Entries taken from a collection
=== Begin Enclosure ===
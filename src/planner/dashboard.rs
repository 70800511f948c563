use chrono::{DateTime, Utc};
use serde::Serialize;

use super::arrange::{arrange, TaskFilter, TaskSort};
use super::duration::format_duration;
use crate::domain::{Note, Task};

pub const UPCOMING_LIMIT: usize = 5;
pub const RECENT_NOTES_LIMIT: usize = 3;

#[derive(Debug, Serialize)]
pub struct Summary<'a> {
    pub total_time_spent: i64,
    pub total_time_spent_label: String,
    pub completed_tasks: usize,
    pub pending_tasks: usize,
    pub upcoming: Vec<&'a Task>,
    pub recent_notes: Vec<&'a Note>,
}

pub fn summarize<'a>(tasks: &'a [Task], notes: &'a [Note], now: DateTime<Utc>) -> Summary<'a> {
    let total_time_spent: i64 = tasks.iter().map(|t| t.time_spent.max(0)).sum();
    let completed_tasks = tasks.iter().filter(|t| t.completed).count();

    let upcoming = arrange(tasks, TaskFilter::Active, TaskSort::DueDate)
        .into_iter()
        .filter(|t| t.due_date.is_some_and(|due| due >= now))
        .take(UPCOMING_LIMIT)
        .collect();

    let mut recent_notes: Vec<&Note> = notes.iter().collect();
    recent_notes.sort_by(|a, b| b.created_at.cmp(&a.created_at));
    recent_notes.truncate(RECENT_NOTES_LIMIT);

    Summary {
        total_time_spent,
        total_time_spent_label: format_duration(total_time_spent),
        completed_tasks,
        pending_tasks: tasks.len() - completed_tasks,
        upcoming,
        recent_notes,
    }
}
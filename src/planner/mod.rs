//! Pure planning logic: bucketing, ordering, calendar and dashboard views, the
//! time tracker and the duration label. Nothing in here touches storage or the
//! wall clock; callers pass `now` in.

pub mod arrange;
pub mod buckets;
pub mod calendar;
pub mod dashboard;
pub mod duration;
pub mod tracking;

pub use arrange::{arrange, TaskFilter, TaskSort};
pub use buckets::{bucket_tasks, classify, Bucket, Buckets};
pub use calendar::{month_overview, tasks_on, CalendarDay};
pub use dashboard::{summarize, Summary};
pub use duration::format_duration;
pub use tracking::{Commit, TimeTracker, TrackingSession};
=== End Enclosure ===
Copy every line above without altering a word.

__Task answer__
filename src/planner/dashboard.rs
repository 70800511f948c563
use chrono::{DateTime, Utc};
use serde::Serialize;

use super::arrange::{arrange, TaskFilter, TaskSort};
use super::duration::format_duration;
use crate::domain::{Note, Task};

pub const UPCOMING_LIMIT: usize = 5;
pub const RECENT_NOTES_LIMIT: usize = 3;

#[derive(Debug, Serialize)]
pub struct Summary<'a> {
    pub total_time_spent: i64,
    pub total_time_spent_label: String,
    pub completed_tasks: usize,
    pub pending_tasks: usize,
    pub upcoming: Vec<&'a Task>,
    pub recent_notes: Vec<&'a Note>,
}

pub fn summarize<'a>(tasks: &'a [Task], notes: &'a [Note], now: DateTime<Utc>) -> Summary<'a> {
    let total_time_spent: i64 = tasks.iter().map(|t| t.time_spent.max(0)).sum();
    let completed_tasks = tasks.iter().filter(|t| t.completed).count();

    let upcoming = arrange(tasks, TaskFilter::Active, TaskSort::DueDate)
        .into_iter()
        .filter(|t| t.due_date.is_some_and(|due| due >= now))
        .take(UPCOMING_LIMIT)
        .collect();

    let mut recent_notes: Vec<&Note> = notes.iter().collect();
    recent_notes.sort_by(|a, b| b.created_at.cmp(&a.created_at));
    recent_notes.truncate(RECENT_NOTES_LIMIT);

    Summary {
        total_time_spent,
        total_time_spent_label: format_duration(total_time_spent),
        completed_tasks,
        pending_tasks: tasks.len() - completed_tasks,
        upcoming,
        recent_notes,
    }
}
filename src/planner/mod.rs
//! Pure planning logic: bucketing, ordering, calendar and dashboard views, the
//! time tracker and the duration label. Nothing in here touches storage or the
//! wall clock; callers pass `now` in.

pub mod arrange;
pub mod buckets;
pub mod calendar;
pub mod dashboard;
pub mod duration;
pub mod tracking;

pub use arrange::{arrange, TaskFilter, TaskSort};
pub use buckets::{bucket_tasks, classify, Bucket, Buckets};
pub use calendar::{month_overview, tasks_on, CalendarDay};
pub use dashboard::{summarize, Summary};
pub use duration::format_duration;
pub use tracking::{Commit, TimeTracker, TrackingSession};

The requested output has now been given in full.